After four full days in Melbourne, I'm back in Shepparton with my sister. Going inland two hours and a half, feeling the population thin out and seeing the variously watercolor-colored eucalyptus trees (called gum trees here) pass by, I felt like I was doing something dangerously countercultural. Bear with me here-- it's just a week since I arrived--but one thing I think I've learned is that coastal Australia, the Australia of the big and also most of the small cities, is a different world than an inland starting just a few miles in. Indeed, Coastal Australia partakes of the world across the seas more than it does this inland world.

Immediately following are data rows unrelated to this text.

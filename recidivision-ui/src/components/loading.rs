//! Loading Component

use leptos::*;

/// Block loading spinner
#[component]
pub fn Loading() -> impl IntoView {
    view! {
        <div class="flex items-center justify-center py-6">
            <div class="loading-spinner w-8 h-8" />
        </div>
    }
}

/// Inline loading spinner
#[component]
pub fn InlineLoading() -> impl IntoView {
    view! {
        <span class="inline-block loading-spinner w-4 h-4" />
    }
}
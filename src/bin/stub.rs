//! RecidiVision Stub API Server
//!
//! Run with: cargo run --bin recidivision-stub
//!
//! # Configuration
//!
//! Read from the standard config locations (`[stub]` and `[logging]`
//! sections). Environment variables:
//! - `RECIDIVISION_STUB_HOST`: Host to bind to (default: 127.0.0.1)
//! - `RECIDIVISION_STUB_PORT`: Port to listen on (default: 5000)
//! - `RECIDIVISION_LOG_LEVEL`, `RECIDIVISION_LOG_FORMAT`
//! - `RUST_LOG`: Full filter override

use recidivision::config::Config;
use recidivision::logging;
use recidivision::stub::{serve, StubState};

#[tokio::main]
async fn main() -> anyhow::Result<()> {
    let config = Config::load_default()?;

    logging::init(&config.logging, "tower_http=debug");

    tracing::info!(
        "Starting RecidiVision stub API v{}",
        env!("CARGO_PKG_VERSION")
    );
    tracing::info!("Seeded accounts: {}", config.stub.users.len());

    let state = StubState::from_config(&config.stub);
    serve(state, &config.stub).await?;

    Ok(())
}
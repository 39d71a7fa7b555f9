//! Prediction Panel
//!
//! Request lifecycle and result display state of the prediction view:
//! form, busy flag, last result, modal and explanation toggles, and the
//! failure banner.

use crate::dto::PredictRequest;
use crate::error::{ClientError, PREDICTION_FAILED_MESSAGE};
use crate::form::{FieldName, PredictionForm};
use crate::report::PredictionResult;

/// State behind the prediction view
#[derive(Debug, Clone, Default, PartialEq)]
pub struct PredictionPanel {
    pub form: PredictionForm,
    busy: bool,
    result: Option<PredictionResult>,
    modal_open: bool,
    explanation_shown: bool,
    error: Option<String>,
}

impl PredictionPanel {
    pub fn new() -> Self {
        Self::default()
    }

    /// Forward a keystroke to the form
    pub fn edit(&mut self, field: FieldName, raw: impl Into<String>) {
        self.form.set(field, raw);
    }

    pub fn is_busy(&self) -> bool {
        self.busy
    }

    /// Submit control state: valid form and no request in flight
    pub fn can_submit(&self) -> bool {
        !self.busy && self.form.is_valid()
    }

    /// Start a submission.
    ///
    /// Returns the request body to send, or `None` if the form is invalid
    /// or a request is already outstanding.
    pub fn begin_submit(&mut self) -> Option<PredictRequest> {
        if self.busy {
            return None;
        }
        let request = self.form.to_request()?;

        self.busy = true;
        self.result = None;
        self.error = None;
        Some(request)
    }

    /// Record the outcome of the outstanding request
    pub fn finish(&mut self, outcome: Result<PredictionResult, ClientError>) {
        self.busy = false;

        match outcome {
            Ok(result) => {
                tracing::debug!(prediction = %result.prediction, "Prediction received");
                self.result = Some(result);
                self.modal_open = true;
                self.explanation_shown = false;
            }
            Err(e) => {
                tracing::error!(error = %e, "Error making prediction");
                self.error = Some(PREDICTION_FAILED_MESSAGE.to_string());
            }
        }
    }

    pub fn result(&self) -> Option<&PredictionResult> {
        self.result.as_ref()
    }

    /// Result to render in the modal, only while the modal is open
    pub fn visible_result(&self) -> Option<&PredictionResult> {
        self.result.as_ref().filter(|_| self.modal_open)
    }

    pub fn is_modal_open(&self) -> bool {
        self.modal_open
    }

    pub fn is_explanation_shown(&self) -> bool {
        self.explanation_shown
    }

    /// Expand the explanation section; it stays expanded until dismissal
    pub fn reveal_explanation(&mut self) {
        if self.modal_open {
            self.explanation_shown = true;
        }
    }

    /// Dismiss the results modal
    pub fn close_modal(&mut self) {
        self.modal_open = false;
        self.explanation_shown = false;
    }

    /// Failure banner text, if the last request failed
    pub fn error(&self) -> Option<&str> {
        self.error.as_deref()
    }

    pub fn dismiss_error(&mut self) {
        self.error = None;
    }
}
//! Logging setup for the native binaries.

use tracing_subscriber::{layer::SubscriberExt, util::SubscriberInitExt, EnvFilter};

use crate::config::LoggingConfig;

/// Install the global subscriber.
///
/// `RUST_LOG` wins over the configured level when set.
pub fn init(config: &LoggingConfig, extra_directives: &str) {
    let default_filter = if extra_directives.is_empty() {
        format!("recidivision={}", config.level)
    } else {
        format!("recidivision={},{}", config.level, extra_directives)
    };

    let filter = EnvFilter::try_from_default_env().unwrap_or_else(|_| EnvFilter::new(default_filter));

    let registry = tracing_subscriber::registry().with(filter);

    let result = if config.format == "json" {
        registry
            .with(tracing_subscriber::fmt::layer().json().with_writer(std::io::stderr))
            .try_init()
    } else {
        registry
            .with(tracing_subscriber::fmt::layer().with_writer(std::io::stderr))
            .try_init()
    };

    if let Err(e) = result {
        eprintln!("Logging already initialized: {}", e);
    }
}
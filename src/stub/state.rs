//! Stub Server State
//!
//! Shared state accessible by all stub handlers.

use std::collections::HashMap;
use std::time::Instant;
use tokio::sync::RwLock;

use crate::config::{StubConfig, StubUser};

/// Shared state for the stub handlers
pub struct StubState {
    /// username -> password
    users: RwLock<HashMap<String, String>>,
    /// Server start time for uptime tracking
    pub start_time: Instant,
}

impl StubState {
    pub fn new(users: &[StubUser]) -> Self {
        let users = users
            .iter()
            .map(|u| (u.username.clone(), u.password.clone()))
            .collect();

        Self {
            users: RwLock::new(users),
            start_time: Instant::now(),
        }
    }

    pub fn from_config(config: &StubConfig) -> Self {
        Self::new(&config.users)
    }

    /// Get server uptime in seconds
    pub fn uptime_seconds(&self) -> u64 {
        self.start_time.elapsed().as_secs()
    }

    /// Add an account; `false` if the name is taken
    pub async fn register(&self, username: &str, password: &str) -> bool {
        let mut users = self.users.write().await;
        if users.contains_key(username) {
            return false;
        }
        users.insert(username.to_string(), password.to_string());
        true
    }

    pub async fn check_password(&self, username: &str, password: &str) -> bool {
        self.users
            .read()
            .await
            .get(username)
            .map(|stored| stored == password)
            .unwrap_or(false)
    }
}

impl Default for StubState {
    fn default() -> Self {
        Self::from_config(&StubConfig::default())
    }
}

My sources for this hardly novel view are a new friend, who described Australia as among the most urbanized of societies (with all the cities on the coasts), and David Tacey's Edge of the Sacred: Transformation in Australia, a fascinating critique of Australian culture recommended to me by an Australian priest I met in at the Parliament of the Worlds' Religions in Barcelona in 2004. Tacey's "edge" is the coastal cities, and his argument is that Euro-Australian culture has refused to form a real relationship with the land, which it imagines as barren, strange and dangerous. Tacey quotes as representative a James McAuley who describe Australia's outback as "a futile heart within a fair periphery."
As an American who sometimes describes himself as "bicoastal"--raised in Southern California, resident now in New York City, who can count on the fingers of one hand significant stays into the region between--descriptions of Australia's coastal cities made it sound familiar, but I'm starting to wonder. We coastal Americans (especially New Yorkers and people conscious of being on the Pacific Rim) are more cosmopolitan than the rest of the land, and define ourselves against it, but we're defining ourselves against people, the "heartland," what many see as the true America. From Tacey I get the impression the situation here is quite different. If a true Australia there is, it's coastal, and defined against a heart which is landscape (and Aboriganes seen--or not seen--as part of it), shunned as hostile and incomprehensible. As illustrations Tacey discusses novels like Patrick White's Voss and Peter Weir's film Picnic at Hanging Rock. Seems to me that, by contrast, the American land (with the possible exception of places like New Mexico) is too domesticated and Europeanized, its indigenous populations and cultures too decimated and displaced to represent an other in this way.
This may be nonsense, but it's an interesting set of hypotheses to start out with!